Implikasi Besar untuk Pemilu Mendatang
Keputusan KPU ini membawa implikasi besar bagi Pemilu mendatang, baik di tingkat nasional maupun daerah. Dengan semakin terbukanya informasi persyaratan calon, masyarakat akan memiliki data yang lebih lengkap dan akurat untuk membuat keputusan yang cerdas dan berlandaskan fakta, bukan sekadar janji-janji kampanye.
Ini akan mendorong akuntabilitas para calon dan partai politik pengusung. Mereka akan lebih berhati-hati dalam mengajukan kandidat, karena semua rekam jejak dan latar belakang akan lebih mudah diakses dan diperiksa oleh publik, media, dan organisasi pengawas pemilu. Proses fact-checking akan menjadi lebih mudah dan efektif.
Transparansi adalah pilar utama demokrasi yang sehat dan kuat. Semakin banyak informasi yang tersedia dan mudah diakses, semakin kuat pula partisipasi publik dalam mengawasi jalannya pemerintahan, dan semakin kecil celah untuk praktik-praktik yang tidak jujur atau manipulatif dalam proses politik. Ini juga akan membantu meminimalisir penyebaran hoaks dan disinformasi.
Menuju Pemilu yang Lebih Jujur dan Transparan
Langkah KPU ini patut diapresiasi sebagai respons positif dan cepat terhadap tuntutan publik akan keterbukaan informasi. Ini menunjukkan bahwa lembaga negara bisa dan harus mendengarkan suara rakyat, serta berani mengoreksi kebijakan yang dinilai kurang tepat. Ini adalah pelajaran berharga bagi semua pihak.

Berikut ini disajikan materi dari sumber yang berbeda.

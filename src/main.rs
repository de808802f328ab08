//! Rockskip CLI - incremental symbol search over git history

use clap::{Parser, Subcommand};
use std::net::SocketAddr;
use std::path::PathBuf;
use std::sync::Arc;
use std::time::Duration;
use rockskip::config::{ensure_db_dir, load_config};
use rockskip::git::CliGit;
use rockskip::parser::CtagsParserFactory;
use rockskip::{RockskipConfig, SearchMode, SearchParameters, Service, SqliteStore};
use tokio_util::sync::CancellationToken;
use tracing_subscriber::{fmt, prelude::*, EnvFilter};

#[derive(Parser)]
#[command(name = "rockskip")]
#[command(version = "0.0.1")]
#[command(about = "Incremental symbol search over git history")]
#[command(long_about = r#"
Rockskip indexes the symbols of every first-parent commit of a repository and
answers symbol searches at any indexed commit, indexing missing commits on demand.

Repositories are read from local clones under `repos_root/<repo name>`.

Example usage:
  rockskip index --repo github.com/org/app --commit HEAD
  rockskip search --repo github.com/org/app --commit HEAD --query '^NewServer$' --regexp
  rockskip serve
"#)]
struct Cli {
    /// Enable verbose logging
    #[arg(short, long, global = true)]
    verbose: bool,

    /// Path to the config file
    #[arg(short, long, global = true)]
    config: Option<PathBuf>,

    /// Path to the database file (overrides the config)
    #[arg(short, long, global = true)]
    database: Option<PathBuf>,

    #[command(subcommand)]
    command: Commands,
}

#[derive(Subcommand)]
enum Commands {
    /// Run the HTTP server
    Serve {
        /// Listen address (overrides the config)
        #[arg(short, long)]
        listen: Option<SocketAddr>,
    },

    /// Index a commit and its missing first-parent ancestors
    Index {
        /// Repository name (directory under repos_root)
        #[arg(short, long)]
        repo: String,

        /// Commit to index
        #[arg(long, default_value = "HEAD")]
        commit: String,
    },

    /// Search symbols at a commit
    Search {
        /// Repository name (directory under repos_root)
        #[arg(short, long)]
        repo: String,

        /// Commit to search
        #[arg(long, default_value = "HEAD")]
        commit: String,

        /// Symbol name
        #[arg(short, long, default_value = "")]
        query: String,

        /// Treat the query as a regex
        #[arg(long)]
        regexp: bool,

        /// Match case
        #[arg(long)]
        case_sensitive: bool,

        /// Path regex that results must match (repeatable)
        #[arg(short, long)]
        include: Vec<String>,

        /// Path regex that results must not match
        #[arg(short, long, default_value = "")]
        exclude: String,

        /// Maximum number of results
        #[arg(short, long, default_value = "100")]
        limit: usize,

        /// Give up after this many seconds
        #[arg(long)]
        timeout: Option<u64>,

        /// Search the nearest indexed ancestor instead of waiting for indexing
        #[arg(long)]
        approximate: bool,

        /// Output format (text, json)
        #[arg(short, long, default_value = "text")]
        format: String,
    },

    /// Evict least recently searched repos beyond max_repos
    Evict,

    /// Show statistics about the database
    Stats,
}

fn build_service(config: RockskipConfig) -> anyhow::Result<Arc<Service>> {
    ensure_db_dir(&config.database)?;
    let store = SqliteStore::open(&config.database, config.read_pool_size)?;
    let git = Arc::new(CliGit::new(config.repos_root.clone()));
    let parsers = Arc::new(CtagsParserFactory::new(config.ctags_command.clone()));
    Ok(Service::start(config, store, git.clone(), git, parsers))
}

/// Resolve symbolic refs like HEAD to a hash, since commits are stored by hash
async fn resolve_commit(config: &RockskipConfig, repo: &str, commit: &str) -> anyhow::Result<String> {
    let output = tokio::process::Command::new("git")
        .arg("-C")
        .arg(config.repos_root.join(repo))
        .args(["rev-parse", "--verify", "--end-of-options"])
        .arg(format!("{commit}^{{commit}}"))
        .output()
        .await?;
    if !output.status.success() {
        anyhow::bail!(
            "cannot resolve {repo}@{commit}: {}",
            String::from_utf8_lossy(&output.stderr).trim()
        );
    }
    Ok(String::from_utf8(output.stdout)?.trim().to_string())
}

#[tokio::main]
async fn main() -> anyhow::Result<()> {
    let cli = Cli::parse();

    // Initialize logging
    let filter = if cli.verbose {
        EnvFilter::new("debug")
    } else {
        EnvFilter::try_from_default_env().unwrap_or_else(|_| EnvFilter::new("info"))
    };

    tracing_subscriber::registry()
        .with(fmt::layer().with_writer(std::io::stderr))
        .with(filter)
        .init();

    let mut config = load_config(cli.config.as_deref())?;
    if let Some(database) = cli.database {
        config.database = database;
    }

    match cli.command {
        Commands::Serve { listen } => {
            let addr: SocketAddr = match listen {
                Some(addr) => addr,
                None => config.listen.parse()?,
            };
            let service = build_service(config)?;
            rockskip::server::start_server(addr, service).await?;
        }

        Commands::Index { repo, commit } => {
            let commit = resolve_commit(&config, &repo, &commit).await?;
            let service = build_service(config)?;
            let cancel = CancellationToken::new();
            service.index(&cancel, &repo, &commit).await?;
            println!("Indexed {}@{}", repo, commit);
            println!("{}", service.stats()?);
            service.shutdown();
        }

        Commands::Search {
            repo,
            commit,
            query,
            regexp,
            case_sensitive,
            include,
            exclude,
            limit,
            timeout,
            approximate,
            format,
        } => {
            let commit = resolve_commit(&config, &repo, &commit).await?;
            let service = build_service(config)?;
            let params = SearchParameters {
                repo,
                commit_id: commit,
                query,
                is_regexp: regexp,
                is_case_sensitive: case_sensitive,
                include_patterns: include,
                exclude_pattern: exclude,
                first: limit,
                timeout: timeout.map(Duration::from_secs),
                mode: approximate.then_some(SearchMode::NearestIndexedAncestor),
            };

            let cancel = CancellationToken::new();
            let outcome = service.search_with_outcome(&cancel, params).await?;

            match format.as_str() {
                "json" => println!("{}", serde_json::to_string_pretty(&outcome)?),
                _ => {
                    if outcome.approximate {
                        println!("(searched nearest indexed ancestor {})", outcome.searched_commit);
                    }
                    if outcome.symbols.is_empty() {
                        println!("No symbols found.");
                    }
                    for symbol in &outcome.symbols {
                        let parent = symbol
                            .parent
                            .as_deref()
                            .map(|p| format!(" in {p}"))
                            .unwrap_or_default();
                        println!(
                            "{}:{}:{}  {} {}{}",
                            symbol.path, symbol.line, symbol.character, symbol.kind, symbol.name, parent
                        );
                    }
                }
            }
            service.shutdown();
        }

        Commands::Evict => {
            let service = build_service(config)?;
            let deleted = service.evict_once().await?;
            println!("Evicted {} repositories", deleted);
            println!("{}", service.stats()?);
            service.shutdown();
        }

        Commands::Stats => {
            ensure_db_dir(&config.database)?;
            let store = SqliteStore::open(&config.database, 1)?;
            println!("{}", store.stats()?);
        }
    }

    Ok(())
}
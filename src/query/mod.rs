pub mod classify;
pub mod engine;

use std::time::Duration;

use regex::{Regex, RegexBuilder};
use serde::{Deserialize, Serialize};

use crate::Result;
use crate::symbol::Symbol;

pub use classify::{RegexClass, SqlPredicate, classify, regex_predicate, search_predicate};

/// Result count used when a request asks for 0
pub const DEFAULT_LIMIT: usize = 100;

/// What to do when the requested commit isn't indexed yet
#[derive(Debug, Clone, Copy, Default, PartialEq, Eq, Serialize, Deserialize)]
#[serde(rename_all = "snake_case")]
pub enum SearchMode {
    /// Wait for the commit to be indexed
    #[default]
    Exact,
    /// Search the closest indexed first-parent ancestor right away, and index in the background
    NearestIndexedAncestor,
}

#[derive(Debug, Clone, Default, PartialEq, Eq, Serialize, Deserialize)]
#[serde(default)]
pub struct SearchParameters {
    pub repo: String,
    pub commit_id: String,
    /// Symbol name; a regex when `is_regexp`, a literal otherwise
    pub query: String,
    pub is_regexp: bool,
    pub is_case_sensitive: bool,
    /// Path regexes that must all match
    pub include_patterns: Vec<String>,
    /// Path regex that must not match
    pub exclude_pattern: String,
    /// Maximum number of results, `DEFAULT_LIMIT` when 0
    pub first: usize,
    #[serde(with = "millis", rename = "timeout_ms")]
    pub timeout: Option<Duration>,
    /// Defaults to the service's configured mode
    pub mode: Option<SearchMode>,
}

impl SearchParameters {
    pub fn limit(&self) -> usize {
        if self.first == 0 { DEFAULT_LIMIT } else { self.first }
    }

    /// The name query as a regex
    pub fn name_pattern(&self) -> String {
        if self.is_regexp {
            self.query.clone()
        } else {
            regex::escape(&self.query)
        }
    }
}

#[derive(Debug, Clone, PartialEq, Eq, Serialize, Deserialize)]
pub struct SearchOutcome {
    pub symbols: Vec<Symbol>,
    /// The commit whose symbols were returned
    pub searched_commit: String,
    /// `true` when `searched_commit` is an ancestor of the requested commit
    pub approximate: bool,
}

/// Name and path predicates, re-checked against parsed symbols
#[derive(Debug, Clone)]
pub struct SymbolMatcher {
    name: Option<Regex>,
    include: Vec<Regex>,
    exclude: Option<Regex>,
}

fn compile(pattern: &str, case_sensitive: bool) -> Result<Option<Regex>> {
    if pattern.is_empty() {
        return Ok(None);
    }
    let regex = RegexBuilder::new(pattern).case_insensitive(!case_sensitive).build()?;
    Ok(Some(regex))
}

impl SymbolMatcher {
    pub fn new(params: &SearchParameters) -> Result<Self> {
        let case_sensitive = params.is_case_sensitive;
        let mut include = Vec::new();
        for pattern in &params.include_patterns {
            include.extend(compile(pattern, case_sensitive)?);
        }
        Ok(Self {
            name: compile(&params.name_pattern(), case_sensitive)?,
            include,
            exclude: compile(&params.exclude_pattern, case_sensitive)?,
        })
    }

    pub fn matches_path(&self, path: &str) -> bool {
        self.include.iter().all(|re| re.is_match(path)) && !self.exclude.as_ref().is_some_and(|re| re.is_match(path))
    }

    pub fn matches_name(&self, name: &str) -> bool {
        self.name.as_ref().is_none_or(|re| re.is_match(name))
    }
}

mod millis {
    use std::time::Duration;

    use serde::{Deserialize, Deserializer, Serializer};

    pub fn serialize<S: Serializer>(value: &Option<Duration>, serializer: S) -> Result<S::Ok, S::Error> {
        match value {
            Some(duration) => serializer.serialize_some(&(duration.as_millis() as u64)),
            None => serializer.serialize_none(),
        }
    }

    pub fn deserialize<'de, D: Deserializer<'de>>(deserializer: D) -> Result<Option<Duration>, D::Error> {
        Ok(Option::<u64>::deserialize(deserializer)?.map(Duration::from_millis))
    }
}
//! Ancestor spine ("hops") resolution
//!
//! Every indexed commit stores one sparse ancestor pointer. A new commit at height `h` points
//! at `hops[ruler(h)]` of its parent's spine, which keeps every spine O(log height) long.

use rusqlite::Connection;

use crate::Result;
use crate::storage::NULL_COMMIT;
use crate::storage::sqlite::get_commit_by_id;

/// 2-adic valuation of `n`: 0 for odd `n`, otherwise `1 + ruler(n / 2)`.
///
/// `ruler(0)` is defined as 0; heights start at 1 so it never matters.
pub fn ruler(n: i64) -> usize {
    if n == 0 { 0 } else { n.trailing_zeros() as usize }
}

/// Spine of `commit`: the commit itself, then each ancestor pointer, ending with the sentinel.
///
/// `get_hops(conn, NULL_COMMIT)` is `[NULL_COMMIT]`.
pub fn get_hops(conn: &Connection, commit: i64) -> Result<Vec<i64>> {
    let mut current = commit;
    let mut spine = vec![current];
    while current != NULL_COMMIT {
        match get_commit_by_id(conn, current)? {
            Some(node) => {
                current = node.ancestor;
                spine.push(current);
            }
            None => break,
        }
    }
    Ok(spine)
}

#[cfg(test)]
mod tests {
    use super::*;
    use crate::storage::SqliteStore;
    use crate::storage::sqlite::{ensure_repo, insert_commit};

    fn recursive_ruler(n: i64) -> usize {
        if n % 2 != 0 { 0 } else { 1 + recursive_ruler(n / 2) }
    }

    #[test]
    fn test_ruler_matches_recursive_definition() {
        for n in 1..2048 {
            assert_eq!(ruler(n), recursive_ruler(n), "n = {n}");
        }
        assert_eq!(ruler(0), 0);
        assert_eq!(ruler(96), 5);
    }

    #[test]
    fn test_spines_are_logarithmic_subsequences_of_the_chain() {
        let dir = tempfile::tempdir().unwrap();
        let store = SqliteStore::open(&dir.path().join("db"), 1).unwrap();
        let conn = store.write();
        let repo = ensure_repo(&conn, "r").unwrap();

        let mut tip = NULL_COMMIT;
        let mut parent_of = std::collections::HashMap::new();
        for height in 1..=300i64 {
            let hops = get_hops(&conn, tip).unwrap();
            let r = ruler(height);
            assert!(r < hops.len(), "height {height}");
            let id = insert_commit(&conn, repo, &format!("c{height}"), height, hops[r]).unwrap();
            parent_of.insert(id, tip);
            tip = id;

            let spine = get_hops(&conn, tip).unwrap();
            // popcount(height) commits plus the sentinel
            assert_eq!(spine.len(), height.count_ones() as usize + 1);
            assert!(spine.len() <= 2 * (64 - height.leading_zeros() as usize) + 2);
            assert_eq!(*spine.last().unwrap(), NULL_COMMIT);

            // every hop is an ancestor on the full parent chain, in order
            let mut chain = vec![tip];
            let mut cursor = tip;
            while cursor != NULL_COMMIT {
                cursor = parent_of[&cursor];
                chain.push(cursor);
            }
            let mut chain_iter = chain.iter();
            for hop in &spine {
                assert!(chain_iter.any(|c| c == hop), "hop {hop} out of order at height {height}");
            }
        }
    }

    #[test]
    fn test_hops_of_sentinel() {
        let dir = tempfile::tempdir().unwrap();
        let store = SqliteStore::open(&dir.path().join("db"), 1).unwrap();
        let conn = store.write();
        assert_eq!(get_hops(&conn, NULL_COMMIT).unwrap(), vec![NULL_COMMIT]);
    }
}
//! Least-recently-searched repository eviction
//!
//! The daemon wakes whenever a search bumps a repo's recency and deletes repos ranked
//! beyond `max_repos`. A candidate is re-ranked after taking its write lock, because a
//! search may have refreshed it in between.

use std::sync::Arc;

use tokio::sync::mpsc;
use tracing::{debug, error, info};

use crate::Result;
use crate::service::Service;
use crate::status::StatusHandle;
use crate::storage::sqlite::{delete_repo, repo_rank, select_eviction_candidate};

enum Eviction {
    /// Nothing ranks beyond the cutoff
    Done,
    Deleted(String),
    /// The candidate was refreshed or already deleted; select again
    Retry,
}

impl Service {
    /// Delete repos until at most `max_repos` remain. Returns the number deleted.
    pub async fn evict_once(&self) -> Result<usize> {
        let status = self.status.start("cleanup", None);
        let mut deleted = 0;
        loop {
            match self.try_delete_oldest_repo(&status).await? {
                Eviction::Done => return Ok(deleted),
                Eviction::Deleted(repo) => {
                    info!(%repo, "evicted repository");
                    deleted += 1;
                }
                Eviction::Retry => {}
            }
        }
    }

    async fn try_delete_oldest_repo(&self, status: &StatusHandle) -> Result<Eviction> {
        let max_repos = self.config.max_repos;

        status.task("select repo to delete");
        let candidate = select_eviction_candidate(&*self.store.read()?, max_repos)?;
        let Some((repo_id, repo)) = candidate else {
            return Ok(Eviction::Done);
        };

        let _wlock = self.locks.write(&repo, status.status()).await;

        status.task("recheck repo rank");
        let rank = repo_rank(&*self.store.read()?, repo_id)?;
        match rank {
            Some(rank) if rank > max_repos => {}
            _ => {
                debug!(%repo, ?rank, "eviction candidate changed, retrying");
                return Ok(Eviction::Retry);
            }
        }

        let _ilock = self.locks.index(&repo, status.status()).await;

        status.task("delete repo");
        {
            let mut conn = self.store.write();
            let tx = conn.transaction()?;
            delete_repo(&tx, repo_id)?;
            tx.commit()?;
        }
        Ok(Eviction::Deleted(repo))
    }

    pub(crate) async fn run_eviction_daemon(self: Arc<Self>, mut updates: mpsc::Receiver<()>) {
        loop {
            tokio::select! {
                _ = self.shutdown_token().cancelled() => break,
                update = updates.recv() => if update.is_none() {
                    break;
                },
            }
            if let Err(e) = self.evict_once().await {
                error!(error = %e, "eviction failed");
            }
        }
        debug!("eviction daemon stopped");
    }
}
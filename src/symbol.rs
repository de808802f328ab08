//! Symbol types
//!
//! Two shapes of symbol flow through Rockskip:
//! - `ParsedSymbol`: what a parser reports for one file (name, line, kind, parent)
//! - `Symbol`: a search result, located in a repository path

use serde::{Deserialize, Serialize};

/// A symbol as reported by a parser for a single file.
#[derive(Debug, Clone, PartialEq, Eq, Serialize, Deserialize)]
pub struct ParsedSymbol {
    /// Symbol name (just the identifier)
    pub name: String,
    /// Line number where the symbol is defined (1-indexed)
    pub line: u32,
    /// Parser-specific kind (function, class, variable, ...)
    pub kind: String,
    /// Enclosing symbol name, if any
    pub parent: Option<String>,
}

impl ParsedSymbol {
    pub fn new(name: impl Into<String>, line: u32, kind: impl Into<String>) -> Self {
        Self {
            name: name.into(),
            line,
            kind: kind.into(),
            parent: None,
        }
    }

    /// Set the enclosing symbol
    pub fn with_parent(mut self, parent: impl Into<String>) -> Self {
        self.parent = Some(parent.into());
        self
    }
}

/// A search result.
#[derive(Debug, Clone, PartialEq, Eq, Serialize, Deserialize)]
pub struct Symbol {
    pub name: String,
    /// File path relative to repository root
    pub path: String,
    /// Line number (1-indexed)
    pub line: u32,
    /// Byte column of the name within its line (0 when the name isn't found verbatim)
    pub character: u32,
    pub kind: String,
    pub parent: Option<String>,
}

impl Symbol {
    /// Locate a parsed symbol in the file it came from.
    pub fn from_parsed(path: &str, parsed: ParsedSymbol, contents: &str) -> Self {
        let character = contents
            .lines()
            .nth(parsed.line.saturating_sub(1) as usize)
            .and_then(|line| line.find(&parsed.name))
            .unwrap_or(0) as u32;

        Self {
            name: parsed.name,
            path: path.to_string(),
            line: parsed.line,
            character,
            kind: parsed.kind,
            parent: parsed.parent,
        }
    }
}

#[cfg(test)]
mod tests {
    use super::*;

    #[test]
    fn test_character_is_column_of_name() {
        let contents = "package main\n\nfunc   handleRequest() {}\n";
        let parsed = ParsedSymbol::new("handleRequest", 3, "function");
        let symbol = Symbol::from_parsed("main.go", parsed, contents);

        assert_eq!(symbol.line, 3);
        assert_eq!(symbol.character, 7);
        assert_eq!(symbol.path, "main.go");
    }

    #[test]
    fn test_character_defaults_to_zero() {
        let parsed = ParsedSymbol::new("missing", 40, "variable").with_parent("Outer");
        let symbol = Symbol::from_parsed("a.py", parsed, "x = 1\n");

        assert_eq!(symbol.character, 0);
        assert_eq!(symbol.parent.as_deref(), Some("Outer"));
    }
}
//! In-flight request tracking
//!
//! Every search, index run and eviction pass registers a `ThreadStatus` for its lifetime.
//! Entries carry progress, held locks and per-task timings. They feed the status page and
//! the message returned when a search times out.

use std::collections::{BTreeMap, BTreeSet};
use std::fmt::Write as _;
use std::ops::Deref;
use std::sync::Arc;
use std::sync::atomic::{AtomicU64, Ordering};
use std::time::{Duration, Instant};

use chrono::{DateTime, Utc};
use parking_lot::Mutex;

/// Accumulated time and count per named task
#[derive(Debug, Default)]
pub struct TaskLog {
    current: Option<(String, Instant)>,
    totals: BTreeMap<String, (Duration, u32)>,
}

impl TaskLog {
    /// Close the running task (if any) and start `name`.
    pub fn start(&mut self, name: &str) {
        self.finish();
        self.current = Some((name.to_string(), Instant::now()));
    }

    fn finish(&mut self) {
        if let Some((name, started)) = self.current.take() {
            let entry = self.totals.entry(name).or_default();
            entry.0 += started.elapsed();
            entry.1 += 1;
        }
    }

    pub fn current(&self) -> Option<&str> {
        self.current.as_ref().map(|(name, _)| name.as_str())
    }

    fn render(&self) -> String {
        let mut out = String::new();
        let mut entries: Vec<_> = self.totals.iter().collect();
        entries.sort_by(|a, b| b.1.0.cmp(&a.1.0));
        for (name, (duration, count)) in entries {
            let _ = writeln!(out, "    {name}: {count}x {:.3}s", duration.as_secs_f64());
        }
        if let Some((name, started)) = &self.current {
            let _ = writeln!(out, "    {name}: running for {:.3}s", started.elapsed().as_secs_f64());
        }
        out
    }
}

#[derive(Debug, Default)]
struct ThreadState {
    indexed: usize,
    total: usize,
    held_locks: BTreeSet<String>,
    tasklog: TaskLog,
}

/// Status of one in-flight request
#[derive(Debug)]
pub struct ThreadStatus {
    pub id: u64,
    pub name: String,
    pub repo: Option<String>,
    started: Instant,
    started_at: DateTime<Utc>,
    state: Mutex<ThreadState>,
}

impl ThreadStatus {
    pub fn set_progress(&self, indexed: usize, total: usize) {
        let mut state = self.state.lock();
        state.indexed = indexed;
        state.total = total;
    }

    pub fn hold_lock(&self, name: &str) {
        self.state.lock().held_locks.insert(name.to_string());
    }

    pub fn release_lock(&self, name: &str) {
        self.state.lock().held_locks.remove(name);
    }

    pub fn held_locks(&self) -> Vec<String> {
        self.state.lock().held_locks.iter().cloned().collect()
    }

    /// Record the start of a named step
    pub fn task(&self, name: &str) {
        self.state.lock().tasklog.start(name);
    }

    pub fn progress(&self) -> (usize, usize) {
        let state = self.state.lock();
        (state.indexed, state.total)
    }

    /// Estimated time until `total` is reached, from the rate so far
    pub fn eta(&self) -> Option<Duration> {
        let (indexed, total) = self.progress();
        if indexed == 0 || total <= indexed {
            return None;
        }
        let per_item = self.started.elapsed().as_secs_f64() / indexed as f64;
        Some(Duration::from_secs_f64(per_item * (total - indexed) as f64))
    }

    /// One-line summary, used in timeout messages
    pub fn describe(&self) -> String {
        let (indexed, total) = self.progress();
        let mut line = self.name.clone();
        if total > 0 {
            let percent = indexed * 100 / total;
            let _ = write!(line, " {indexed} of {total} commits ({percent}%)");
            if let Some(eta) = self.eta() {
                let _ = write!(line, ", ETA {}s", eta.as_secs());
            }
        }
        let state = self.state.lock();
        if let Some(task) = state.tasklog.current() {
            let _ = write!(line, ", {task}");
        }
        line
    }

    fn render(&self) -> String {
        let mut out = String::new();
        let _ = writeln!(
            out,
            "{} (started {}, {:.1}s ago)",
            self.describe(),
            self.started_at.format("%Y-%m-%d %H:%M:%S"),
            self.started.elapsed().as_secs_f64()
        );
        let state = self.state.lock();
        if !state.held_locks.is_empty() {
            let locks: Vec<_> = state.held_locks.iter().cloned().collect();
            let _ = writeln!(out, "  holding {}", locks.join(", "));
        }
        out.push_str(&state.tasklog.render());
        out
    }
}

/// Registry of in-flight requests
#[derive(Debug, Default)]
pub struct StatusRegistry {
    next_id: AtomicU64,
    threads: Mutex<BTreeMap<u64, Arc<ThreadStatus>>>,
}

impl StatusRegistry {
    pub fn new() -> Arc<Self> {
        Arc::new(Self::default())
    }

    /// Register a request; it is removed when the returned handle drops.
    pub fn start(self: &Arc<Self>, name: impl Into<String>, repo: Option<&str>) -> StatusHandle {
        let id = self.next_id.fetch_add(1, Ordering::Relaxed);
        let status = Arc::new(ThreadStatus {
            id,
            name: name.into(),
            repo: repo.map(str::to_string),
            started: Instant::now(),
            started_at: Utc::now(),
            state: Mutex::new(ThreadState::default()),
        });
        self.threads.lock().insert(id, status.clone());
        StatusHandle {
            registry: self.clone(),
            status,
        }
    }

    /// Summaries of every in-flight entry for `repo` other than `skip`
    pub fn repo_status(&self, repo: &str, skip: Option<u64>) -> Vec<String> {
        self.threads
            .lock()
            .values()
            .filter(|status| status.repo.as_deref() == Some(repo) && Some(status.id) != skip)
            .map(|status| status.describe())
            .collect()
    }

    pub fn len(&self) -> usize {
        self.threads.lock().len()
    }

    pub fn is_empty(&self) -> bool {
        self.len() == 0
    }

    /// Human-readable dump of every in-flight entry
    pub fn render(&self) -> String {
        let threads: Vec<_> = self.threads.lock().values().cloned().collect();
        let mut out = String::new();
        let _ = writeln!(out, "In-flight requests: {}", threads.len());
        for status in threads {
            out.push('\n');
            out.push_str(&status.render());
        }
        out
    }
}

/// Keeps a `ThreadStatus` registered until dropped
pub struct StatusHandle {
    registry: Arc<StatusRegistry>,
    status: Arc<ThreadStatus>,
}

impl StatusHandle {
    pub fn status(&self) -> &Arc<ThreadStatus> {
        &self.status
    }
}

impl Deref for StatusHandle {
    type Target = ThreadStatus;

    fn deref(&self) -> &ThreadStatus {
        &self.status
    }
}

impl Drop for StatusHandle {
    fn drop(&mut self) {
        self.registry.threads.lock().remove(&self.status.id);
    }
}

Harapannya, keputusan ini menjadi momentum penting untuk membangun pemilu yang lebih jujur, adil, dan transparan di masa depan. Masyarakat kini memiliki ‘senjata’ lebih untuk mengawal proses demokrasi, memastikan bahwa setiap calon yang bertarung benar-benar layak dan bersih.
Mari kita manfaatkan kesempatan ini untuk menjadi pemilih yang lebih kritis dan informatif. Dengan data yang lebih terbuka, kita bisa bersama-sama memastikan bahwa pemimpin yang terpilih adalah yang terbaik, paling berintegritas, dan paling berkompeten untuk memimpin bangsa ini menuju masa depan yang lebih baik. Pembatalan aturan rahasia dokumen capres ini bukan sekadar perubahan kebijakan, melainkan kemenangan bagi prinsip keterbukaan informasi dan partisipasi publik. Sebuah langkah maju yang patut kita sambut dengan optimisme.